* [EXERCISE PROMPT]: Only the lines from the start of the data through the one containing "pub fn size(&self)" belong in your answer; return them exactly.

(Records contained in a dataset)
╔══

//! Composition specs: canvas, background, layers and audio source.
//!
//! A [`CompositionSpec`] fully describes one render. It is assembled with
//! [`CompositionSpecBuilder`] and is immutable afterwards.

use schemars::JsonSchema;
use serde::{Deserialize, Serialize};
use std::path::{Path, PathBuf};
use thiserror::Error;

use crate::color::Rgb;
use crate::encoding::{EncodingConfig, DEFAULT_FRAME_RATE};

/// Output canvas dimensions in pixels.
#[derive(Debug, Clone, Copy, PartialEq, Eq, Hash, Serialize, Deserialize, JsonSchema)]
pub struct CanvasSize {
    pub width: u32,
    pub height: u32,
}

impl CanvasSize {
    pub const SQUARE: CanvasSize = CanvasSize { width: 1080, height: 1080 };
    pub const LANDSCAPE: CanvasSize = CanvasSize { width: 1920, height: 1080 };

    pub const fn new(width: u32, height: u32) -> Self {
        Self { width, height }
    }

    /// Length of the shorter side.
    pub fn min_side(&self) -> u32 {
        self.width.min(self.height)
    }
}

/// Canvas presets accepted from clients.
#[derive(Debug, Clone, Copy, PartialEq, Eq, Hash, Serialize, Deserialize, JsonSchema, Default)]
#[serde(rename_all = "snake_case")]
pub enum CanvasPreset {
    /// 1080×1080
    #[default]
    Square,
    /// 1920×1080
    Landscape,
}

impl CanvasPreset {
    pub fn size(&self) -> CanvasSize {
        match self {
            CanvasPreset::Square => CanvasSize::SQUARE,
            CanvasPreset::Landscape => CanvasSize::LANDSCAPE,
        }
    }

    pub fn as_str(&self) -> &'static str {
        match self {
            CanvasPreset::Square => "square",
            CanvasPreset::Landscape => "landscape",
        }
    }

    pub fn parse(s: &str) -> Option<Self> {
        match s.trim().to_ascii_lowercase().as_str() {
            "square" => Some(CanvasPreset::Square),
            "landscape" => Some(CanvasPreset::Landscape),
            _ => None,
        }
    }
}

/// Where a layer sits on the canvas.
#[derive(Debug, Clone, Copy, PartialEq, Eq, Hash, Serialize, Deserialize, JsonSchema, Default)]
#[serde(rename_all = "snake_case")]
pub enum Anchor {
    #[default]
    Center,
    TopLeft,
    TopRight,
    BottomLeft,
    BottomRight,
}

impl Anchor {
    /// Top-left position of a `size` box on `canvas`.
    ///
    /// `margin` only applies to corner anchors.
    pub fn position(&self, canvas: CanvasSize, size: (u32, u32), margin: u32) -> (i64, i64) {
        let (w, h) = (size.0 as i64, size.1 as i64);
        let (cw, ch) = (canvas.width as i64, canvas.height as i64);
        let m = margin as i64;

        match self {
            Anchor::Center => ((cw - w) / 2, (ch - h) / 2),
            Anchor::TopLeft => (m, m),
            Anchor::TopRight => (cw - w - m, m),
            Anchor::BottomLeft => (m, ch - h - m),
            Anchor::BottomRight => (cw - w - m, ch - h - m),
        }
    }
}

/// Square bounding box, sized as a fraction of the canvas' shorter side.
#[derive(Debug, Clone, Copy, PartialEq, Serialize, Deserialize, JsonSchema)]
pub struct FitBox {
    pub ratio: f64,
}

impl FitBox {
    /// Product alone on the canvas.
    pub const PRODUCT: FitBox = FitBox { ratio: 0.8 };
    /// Product sharing the canvas with an avatar.
    pub const PRODUCT_WITH_AVATAR: FitBox = FitBox { ratio: 0.5 };
    /// Avatar inset in a corner.
    pub const AVATAR_INSET: FitBox = FitBox { ratio: 0.25 };

    pub const fn new(ratio: f64) -> Self {
        Self { ratio }
    }

    /// Side of the bounding box in pixels.
    pub fn side(&self, canvas: CanvasSize) -> u32 {
        ((canvas.min_side() as f64 * self.ratio).round() as u32).max(1)
    }

    /// Scale `(width, height)` to fit the box without distorting it.
    ///
    /// Landscape sources bind on width, everything else on height.
    pub fn fit(&self, source: (u32, u32), canvas: CanvasSize) -> (u32, u32) {
        let side = self.side(canvas);
        let (w, h) = (source.0.max(1) as f64, source.1.max(1) as f64);

        if w > h {
            let scaled_h = (h * side as f64 / w).round() as u32;
            (side, scaled_h.max(1))
        } else {
            let scaled_w = (w * side as f64 / h).round() as u32;
            (scaled_w.max(1), side)
        }
    }
}

/// How a background photo is mapped onto the canvas.
#[derive(Debug, Clone, Copy, PartialEq, Eq, Hash, Serialize, Deserialize, JsonSchema, Default)]
#[serde(rename_all = "snake_case")]
pub enum BackgroundImageFit {
    /// Resize to exactly the canvas size
    #[default]
    Stretch,
    /// Scale to cover the canvas and crop the overflow
    Cover,
}

impl BackgroundImageFit {
    pub fn parse(s: &str) -> Option<Self> {
        match s.trim().to_ascii_lowercase().as_str() {
            "stretch" => Some(BackgroundImageFit::Stretch),
            "cover" => Some(BackgroundImageFit::Cover),
            _ => None,
        }
    }
}

/// Canvas background.
#[derive(Debug, Clone, PartialEq, Serialize, Deserialize)]
#[serde(tag = "type", rename_all = "snake_case")]
pub enum BackgroundSpec {
    Color { color: Rgb },
    Image { path: PathBuf, fit: BackgroundImageFit },
}

/// Source of a foreground layer.
#[derive(Debug, Clone, PartialEq, Serialize, Deserialize)]
#[serde(tag = "type", content = "path", rename_all = "snake_case")]
pub enum LayerSource {
    Image(PathBuf),
    Video(PathBuf),
}

impl LayerSource {
    pub fn path(&self) -> &Path {
        match self {
            LayerSource::Image(p) | LayerSource::Video(p) => p,
        }
    }

    pub fn is_video(&self) -> bool {
        matches!(self, LayerSource::Video(_))
    }
}

/// A foreground layer, painted over everything before it.
#[derive(Debug, Clone, PartialEq, Serialize, Deserialize)]
pub struct Layer {
    pub source: LayerSource,
    pub fit: FitBox,
    pub anchor: Anchor,
}

impl Layer {
    pub fn image(path: impl Into<PathBuf>, fit: FitBox, anchor: Anchor) -> Self {
        Self {
            source: LayerSource::Image(path.into()),
            fit,
            anchor,
        }
    }

    pub fn video(path: impl Into<PathBuf>, fit: FitBox, anchor: Anchor) -> Self {
        Self {
            source: LayerSource::Video(path.into()),
            fit,
            anchor,
        }
    }
}

/// Where the soundtrack comes from. The composite lasts as long as this source.
#[derive(Debug, Clone, PartialEq, Serialize, Deserialize)]
#[serde(tag = "type", rename_all = "snake_case")]
pub enum AudioSource {
    /// Standalone voice-over file
    File { path: PathBuf },
    /// Audio track of the video layer at `index`
    Layer { index: usize },
}

/// Errors building a composition spec.
#[derive(Debug, Clone, PartialEq, Eq, Error)]
pub enum CompositionSpecError {
    #[error("composition has no audio source")]
    MissingAudio,

    #[error("audio layer {0} does not exist")]
    AudioLayerOutOfRange(usize),

    #[error("audio layer {0} is not a video layer")]
    AudioLayerNotVideo(usize),

    #[error("frame rate must be positive")]
    InvalidFrameRate,
}

/// Complete description of a single render.
#[derive(Debug, Clone, PartialEq, Serialize, Deserialize)]
pub struct CompositionSpec {
    canvas: CanvasSize,
    background: BackgroundSpec,
    layers: Vec<Layer>,
    audio: AudioSource,
    frame_rate: u32,
    encoding: EncodingConfig,
    corner_margin: u32,
}

impl CompositionSpec {
    pub fn builder(canvas: CanvasSize, background: BackgroundSpec) -> CompositionSpecBuilder {
        CompositionSpecBuilder {
            canvas,
            background,
            layers: Vec::new(),
            audio: None,
            frame_rate: DEFAULT_FRAME_RATE,
            encoding: EncodingConfig::default(),
            corner_margin: 0,
        }
    }

    pub fn canvas(&self) -> CanvasSize {
        self.canvas
    }

    pub fn background(&self) -> &BackgroundSpec {
        &self.background
    }

    /// Layers in paint order (back to front).
    pub fn layers(&self) -> &[Layer] {
        &self.layers
    }

    pub fn audio(&self) -> &AudioSource {
        &self.audio
    }

    pub fn frame_rate(&self) -> u32 {
        self.frame_rate
    }

    pub fn encoding(&self) -> &EncodingConfig {
        &self.encoding
    }

    pub fn corner_margin(&self) -> u32 {
        self.corner_margin
    }

    /// Number of leading still layers (these can be flattened into the background).
    pub fn leading_still_layers(&self) -> usize {
        self.layers
            .iter()
            .take_while(|l| !l.source.is_video())
            .count()
    }
}

/// Builder for [`CompositionSpec`].
#[derive(Debug, Clone)]
pub struct CompositionSpecBuilder {
    canvas: CanvasSize,
    background: BackgroundSpec,
    layers: Vec<Layer>,
    audio: Option<AudioSource>,
    frame_rate: u32,
    encoding: EncodingConfig,
    corner_margin: u32,
}

impl CompositionSpecBuilder {
    /// Add a layer on top of the existing ones.
    pub fn layer(mut self, layer: Layer) -> Self {
        self.layers.push(layer);
        self
    }

    pub fn audio(mut self, audio: AudioSource) -> Self {
        self.audio = Some(audio);
        self
    }

    pub fn frame_rate(mut self, fps: u32) -> Self {
        self.frame_rate = fps;
        self
    }

    pub fn encoding(mut self, encoding: EncodingConfig) -> Self {
        self.encoding = encoding;
        self
    }

    pub fn corner_margin(mut self, margin: u32) -> Self {
        self.corner_margin = margin;
        self
    }

    pub fn build(self) -> Result<CompositionSpec, CompositionSpecError> {
        let audio = self.audio.ok_or(CompositionSpecError::MissingAudio)?;

        if let AudioSource::Layer { index } = audio {
            let layer = self
                .layers
                .get(index)
                .ok_or(CompositionSpecError::AudioLayerOutOfRange(index))?;
            if !layer.source.is_video() {
                return Err(CompositionSpecError::AudioLayerNotVideo(index));
            }
        }

        if self.frame_rate == 0 {
            return Err(CompositionSpecError::InvalidFrameRate);
        }

        Ok(CompositionSpec {
            canvas: self.canvas,
            background: self.background,
            layers: self.layers,
            audio,
            frame_rate: self.frame_rate,
            encoding: self.encoding,
            corner_margin: self.corner_margin,
        })
    }
}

╚══

* [EXERCISE RESULT]:
//! Composition specs: canvas, background, layers and audio source.
//!
//! A [`CompositionSpec`] fully describes one render. It is assembled with
//! [`CompositionSpecBuilder`] and is immutable afterwards.

use schemars::JsonSchema;
use serde::{Deserialize, Serialize};
use std::path::{Path, PathBuf};
use thiserror::Error;

use crate::color::Rgb;
use crate::encoding::{EncodingConfig, DEFAULT_FRAME_RATE};

/// Output canvas dimensions in pixels.
#[derive(Debug, Clone, Copy, PartialEq, Eq, Hash, Serialize, Deserialize, JsonSchema)]
pub struct CanvasSize {
    pub width: u32,
    pub height: u32,
}

impl CanvasSize {
    pub const SQUARE: CanvasSize = CanvasSize { width: 1080, height: 1080 };
    pub const LANDSCAPE: CanvasSize = CanvasSize { width: 1920, height: 1080 };

    pub const fn new(width: u32, height: u32) -> Self {
        Self { width, height }
    }

    /// Length of the shorter side.
    pub fn min_side(&self) -> u32 {
        self.width.min(self.height)
    }
}

/// Canvas presets accepted from clients.
#[derive(Debug, Clone, Copy, PartialEq, Eq, Hash, Serialize, Deserialize, JsonSchema, Default)]
#[serde(rename_all = "snake_case")]
pub enum CanvasPreset {
    /// 1080×1080
    #[default]
    Square,
    /// 1920×1080
    Landscape,
}

impl CanvasPreset {
    pub fn size(&self) -> CanvasSize {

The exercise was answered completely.